Note: If the structure is being pulled by a winch, Phase 2 motion indicates that the structure’s
velocity measured along the barge surface exceeds the winch speed.
Phase 3 Motion
Phase 3 motion occurs when the structure is sliding on the barge due to winch action
and is tipping on the rocker arm.
Barge location, velocity and acceleration along with jacket displacement and velocity
are reported with respect to the Launch/Barge coordinate system. Jacket relative
displacement and velocity, labeled as ‘Skid Motion’, are reported with respect to the
Rocker Arm coordinate system. The rocker arm angle and pin load are also reported.
Phase 4 Motion
Phase 4 motion results from the structure sliding due to self weight (gravity) and is
tipping on the rocker arm.
Barge location, velocity and acceleration along with jacket displacement and velocity
are reported with respect to the Launch/Barge coordinate system. Jacket relative
displacement and velocity, labeled as ‘Skid Motion’, are reported with respect to the
Rocker Arm coordinate system. The rocker arm angle and pin load are also reported.
Note: If the structure is being pulled by a winch, Phase 4 motion indicates that the
structure’s velocity component parallel to the barge surface exceeds the winch speed.

3. Phase 5 Motion
Phase 5 motion is motion that occurs after the structure and barge have separated.
Barge location, velocity and acceleration along with jacket displacement and velocity
are reported with respect to the Launch/Barge coordinate system. The clearance
between the jacket and the mudline is also reported.
General Capabilities
1. The motion phase of the jacket is automatically classified.
2. The weight and drag of modeled beam and plate elements is calculated
automatically.
3. A load case with member distributed and joint concentrated loads is
generated for any time step.
4. Weight and/or buoyancy can be added in the Launch input file to
account for the weight and/or buoyancy of un-modeled items.
5. Drag areas can be specified in the Launch input to account for the drag
of un-modeled items.
6. Ability to specify current with varying direction versus depth.
7. Automatic determination of barge weight and hydrodynamic
characteristics based on dimensions input by user.
8. Initial analysis velocity due to a winch may be specified.
9. A time history analysis may be executed starting from the initial jacket
position on the barge and ending at either a specific phase or a
designated time point.
10. A Launch analysis may be restarted from the structure position at the
final time step of a previous analysis.
11. A Post Launch analysis may be executed where load cases consisting
of Launch loads for a particular time step are created.

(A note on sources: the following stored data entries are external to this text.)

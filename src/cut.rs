//! Partitioner: segments + smoothed boundaries → kept / extracted / replaced
//! triangle sets plus the cap geometry for both resulting pieces.
//!
//! Everything here is recomputed deterministically from plane state; calling
//! the cut twice with an unchanged configuration yields identical outputs.

use crate::float_types::Real;
use crate::intersection::IntersectionMap;
use crate::mesh::{Mesh, compute_vertex_normals};
use crate::registry::{PlaneId, PlaneRegistry};
use crate::segment::{SegmentKey, SegmentMap};
use crate::smooth::{CollarVertex, PlaneCut};
use hashbrown::{HashMap, HashSet};
use log::debug;
use nalgebra::{Point3, Vector3};

/// Which side of the outermost real planes the caller keeps.
#[derive(Debug, Clone, Copy, PartialEq, Eq)]
pub enum Side {
    Interior,
    Exterior,
}

/// Which segments survive the cut.
#[derive(Debug, Clone, PartialEq, Eq)]
pub enum KeepPolicy {
    /// Keep the interior (between the outermost planes) or the exterior.
    /// With a single plane, interior means the forward half-space.
    Side(Side),
    /// Keep an explicit ordered subset of segments. The fibula workflow uses
    /// this to retain the bands between chosen plane pairs along the curve.
    Segments(Vec<SegmentKey>),
}

/// A vertex reference in a cap/collar triangle of the cut output.
#[derive(Debug, Clone, Copy, PartialEq, Eq)]
pub enum CutVertex {
    /// Index into the original mesh's vertex array.
    Mesh(u32),
    /// Index into [`CutOutput::cap_vertices`].
    Cap(u32),
}

/// Result of one cut operation.
///
/// `kept`, `extracted`, and `replaced` are a disjoint partition of the
/// original triangle indices; `replaced` triangles are superseded by the cap
/// and collar triangles listed per side.
#[derive(Debug, Clone, Default)]
pub struct CutOutput {
    pub kept: Vec<u32>,
    pub extracted: Vec<u32>,
    pub replaced: Vec<u32>,
    /// All smoothed vertices of every plane, concatenated.
    pub cap_vertices: Vec<Point3<Real>>,
    /// Caps + collars bounding the kept piece.
    pub kept_caps: Vec<[CutVertex; 3]>,
    /// Caps + collars bounding the extracted piece.
    pub extracted_caps: Vec<[CutVertex; 3]>,
    /// The segment keys that were kept, in plane-sequence order.
    pub kept_segments: Vec<SegmentKey>,
}

/// The fibula's segments-to-keep: the alternating bands
/// `[left, g0], [g1, g2], …, [g_last, right]`. Ghosts arrive in pairs (two
/// cut angles per mandible plane) and the wedge inside each pair is the
/// discarded bone between two transferred segments.
pub fn fibula_segments_to_keep(registry: &PlaneRegistry) -> Vec<SegmentKey> {
    registry
        .bands()
        .enumerate()
        .filter(|(i, _)| i % 2 == 0)
        .map(|(_, (a, b))| SegmentKey::Between(a, b))
        .collect()
}

fn kept_keys(
    registry: &PlaneRegistry,
    segments: &SegmentMap,
    policy: &KeepPolicy,
) -> Vec<SegmentKey> {
    let keys = segments.keys_in_order(registry);
    match policy {
        KeepPolicy::Side(side) => {
            let interior = |key: &SegmentKey| match (key, registry.len()) {
                (SegmentKey::Between(..), _) => true,
                // Lone plane: its forward half-space counts as interior.
                (SegmentKey::After(_), 1) => true,
                _ => false,
            };
            keys.into_iter()
                .filter(|k| match side {
                    Side::Interior => interior(k),
                    Side::Exterior => !interior(k),
                })
                .collect()
        },
        KeepPolicy::Segments(selected) => keys
            .into_iter()
            .filter(|k| selected.contains(k))
            .collect(),
    }
}

/// Partition the mesh.
///
/// With an empty registry the kept set is the entire mesh and everything
/// else is empty. Triangles in no segment (unreached components) land in the
/// extracted set.
pub fn cut(
    mesh: &Mesh,
    registry: &PlaneRegistry,
    intersections: &IntersectionMap,
    segments: &SegmentMap,
    plane_cuts: &[PlaneCut],
    policy: &KeepPolicy,
) -> CutOutput {
    if registry.is_empty() {
        return CutOutput {
            kept: (0..mesh.triangles().len() as u32).collect(),
            ..CutOutput::default()
        };
    }

    let kept_segments = kept_keys(registry, segments, policy);
    let kept_set: HashSet<SegmentKey> = kept_segments.iter().copied().collect();
    let replaced = intersections.all_intersected(registry);
    let replaced_set: HashSet<u32> = replaced.iter().copied().collect();

    let mut kept = Vec::new();
    let mut extracted = Vec::new();
    for t in 0..mesh.triangles().len() as u32 {
        if replaced_set.contains(&t) {
            continue;
        }
        let in_kept = segments.triangle_keys[t as usize]
            .is_some_and(|key| kept_set.contains(&key));
        if in_kept {
            kept.push(t);
        } else {
            extracted.push(t);
        }
    }

    let mut output = CutOutput {
        kept,
        extracted,
        replaced,
        kept_segments,
        ..CutOutput::default()
    };
    attach_caps(&mut output, registry, plane_cuts, &kept_set);
    debug!(
        "cut: {} kept, {} extracted, {} replaced, {} cap vertices",
        output.kept.len(),
        output.extracted.len(),
        output.replaced.len(),
        output.cap_vertices.len()
    );
    output
}

/// The bands on either side of a plane in the sequence.
fn adjacent_keys(registry: &PlaneRegistry, plane: PlaneId) -> (SegmentKey, SegmentKey) {
    let (prev, next) = registry.neighbours(plane);
    let behind = match prev {
        Some(p) => SegmentKey::Between(p, plane),
        None => SegmentKey::Before(plane),
    };
    let ahead = match next {
        Some(n) => SegmentKey::Between(plane, n),
        None => SegmentKey::After(plane),
    };
    (behind, ahead)
}

fn attach_caps(
    output: &mut CutOutput,
    registry: &PlaneRegistry,
    plane_cuts: &[PlaneCut],
    kept_set: &HashSet<SegmentKey>,
) {
    for plane_cut in plane_cuts {
        let offset = output.cap_vertices.len() as u32;
        output.cap_vertices.extend_from_slice(&plane_cut.vertices);

        let collar = |tris: &[[CollarVertex; 3]]| -> Vec<[CutVertex; 3]> {
            tris.iter()
                .map(|t| t.map(|v| match v {
                    CollarVertex::Mesh(i) => CutVertex::Mesh(i),
                    CollarVertex::Cut(i) => CutVertex::Cap(offset + i),
                }))
                .collect()
        };
        // Cap winding: the smoother emits caps facing the plane normal, i.e.
        // outward for a piece behind the plane. A piece ahead of the plane
        // needs the mirrored winding.
        let caps_facing_forward: Vec<[CutVertex; 3]> = plane_cut
            .caps
            .iter()
            .map(|t| t.map(|i| CutVertex::Cap(offset + i)))
            .collect();
        let caps_facing_back: Vec<[CutVertex; 3]> = caps_facing_forward
            .iter()
            .map(|&[a, b, c]| [a, c, b])
            .collect();

        let (behind, ahead) = adjacent_keys(registry, plane_cut.plane);
        let keep_behind = kept_set.contains(&behind);
        let keep_ahead = kept_set.contains(&ahead);

        match (keep_behind, keep_ahead) {
            (true, false) => {
                output.kept_caps.extend(collar(&plane_cut.collars_back));
                output.kept_caps.extend_from_slice(&caps_facing_forward);
                output.extracted_caps.extend(collar(&plane_cut.collars_forward));
                output.extracted_caps.extend_from_slice(&caps_facing_back);
            },
            (false, true) => {
                output.kept_caps.extend(collar(&plane_cut.collars_forward));
                output.kept_caps.extend_from_slice(&caps_facing_back);
                output.extracted_caps.extend(collar(&plane_cut.collars_back));
                output.extracted_caps.extend_from_slice(&caps_facing_forward);
            },
            (true, true) => {
                // Both sides survive: no hole, the collars alone rebuild the
                // crossing triangles.
                output.kept_caps.extend(collar(&plane_cut.collars_back));
                output.kept_caps.extend(collar(&plane_cut.collars_forward));
            },
            (false, false) => {
                // Both sides discarded: each extracted sub-piece gets its
                // own cap, wound outward for its side.
                output.extracted_caps.extend(collar(&plane_cut.collars_back));
                output.extracted_caps.extend(collar(&plane_cut.collars_forward));
                output.extracted_caps.extend_from_slice(&caps_facing_forward);
                output.extracted_caps.extend_from_slice(&caps_facing_back);
            },
        }
    }
}

/// A cut piece materialized into dense, self-contained buffers (used for the
/// cross-mesh transfer and the composite assembly).
#[derive(Debug, Clone, Default)]
pub struct PieceGeometry {
    pub vertices: Vec<Point3<Real>>,
    pub triangles: Vec<[u32; 3]>,
    pub normals: Vec<Vector3<Real>>,
    /// Per vertex: index into [`CutOutput::kept_segments`], or -1 for cap
    /// vertices bounding no kept segment.
    pub colors: Vec<i32>,
}

impl CutOutput {
    /// Materialize the kept piece: compact the used original vertices and the
    /// cap vertices into one dense numbering, colour every vertex by the kept
    /// segment it belongs to, and recompute vertex normals for the new
    /// surface.
    pub fn kept_geometry(
        &self,
        mesh: &Mesh,
        segments: &SegmentMap,
    ) -> PieceGeometry {
        let segment_color: HashMap<SegmentKey, i32> = self
            .kept_segments
            .iter()
            .enumerate()
            .map(|(i, &k)| (k, i as i32))
            .collect();

        let mut remap_mesh: HashMap<u32, u32> = HashMap::new();
        let mut remap_cap: HashMap<u32, u32> = HashMap::new();
        let mut geometry = PieceGeometry::default();

        let mut resolve = |v: CutVertex, geometry: &mut PieceGeometry| -> u32 {
            match v {
                CutVertex::Mesh(i) => *remap_mesh.entry(i).or_insert_with(|| {
                    let idx = geometry.vertices.len() as u32;
                    geometry.vertices.push(mesh.vertex(i));
                    let color = segments.vertex_keys[i as usize]
                        .and_then(|k| segment_color.get(&k).copied())
                        .unwrap_or(-1);
                    geometry.colors.push(color);
                    idx
                }),
                CutVertex::Cap(i) => *remap_cap.entry(i).or_insert_with(|| {
                    let idx = geometry.vertices.len() as u32;
                    geometry.vertices.push(self.cap_vertices[i as usize]);
                    geometry.colors.push(-1);
                    idx
                }),
            }
        };

        for &t in &self.kept {
            let [a, b, c] = mesh.triangle(t).indices();
            let tri = [
                resolve(CutVertex::Mesh(a), &mut geometry),
                resolve(CutVertex::Mesh(b), &mut geometry),
                resolve(CutVertex::Mesh(c), &mut geometry),
            ];
            geometry.triangles.push(tri);
        }
        for &cap in &self.kept_caps {
            let tri = [
                resolve(cap[0], &mut geometry),
                resolve(cap[1], &mut geometry),
                resolve(cap[2], &mut geometry),
            ];
            geometry.triangles.push(tri);
        }

        // Cap vertices inherit the colour of a kept neighbour so the whole
        // transferred segment renders as one provenance block.
        propagate_cap_colors(&mut geometry);

        geometry.normals =
            compute_vertex_normals(&geometry.vertices, geometry.triangles.iter().copied());
        geometry
    }
}

fn propagate_cap_colors(geometry: &mut PieceGeometry) {
    let mut changed = true;
    while changed {
        changed = false;
        for [a, b, c] in geometry.triangles.iter().copied() {
            let tagged = [a, b, c]
                .into_iter()
                .map(|v| geometry.colors[v as usize])
                .find(|&col| col >= 0);
            if let Some(col) = tagged {
                for v in [a, b, c] {
                    if geometry.colors[v as usize] < 0 {
                        geometry.colors[v as usize] = col;
                        changed = true;
                    }
                }
            }
        }
    }
}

4. Analysis Control Parameters (TIME input line)
Minimum Launch Time Step:
Since a variable time step integration procedure is used, a minimum time step is
necessary to prevent the program from reducing the time step to an infinitesimal value.
However, a minimum time step value should be sufficiently small so that the analysis
can proceed past any step (default 1.0E-8 seconds).
Error Control Parameter :
Parameter to control the buildup of errors during the time step integration process. This
factor is applied to the built-in error controls such that a factor of 1.0 (default) normally
keeps the error buildup within satisfactory limits. If the minimum integration time
step limit is reached, it may become necessary to increase this tolerance factor or to
decrease the minimum allowable integration time step.

5. Jacket Orientation (JACKET input line)
Jacket Joints on Barge:
Three joints specified are used to define the face or plane of the jacket contacting the
barge. The structure is aligned on the barge such that the first two joints specified form
a line perpendicular to the Launch direction at the back of the barge. The third joint is
assumed to be coplanar and forward of the first two joints.
Distance from Barge Front to First Joint :
This is used to define the location of jacket along the barge length. This distance from
the forward end of the barge to the structure 1st joint is shown as d in the figure below.
Length of Launch Framing:
Used to define the length of the launch truss or launch framing on the jacket as defined
by dimension l in the figure below. The length of launch framing is measured from the
bottom of jacket.
Jacket Center Line Offset:
Used to define the offset of the jacket structure from the centerline of the barge as
defined by dimension e in the figure below.

6. Barge Dimensions (BARGE1 input line)
A - Height of Barge
B - Width of Barge
C - Bottom Length of Barge
D - Forward Extension of Barge
E - Aft Extension of Barge
Number of bottom and side increments :
The number of divisions for the barge bottom and sides are used for drag calculations.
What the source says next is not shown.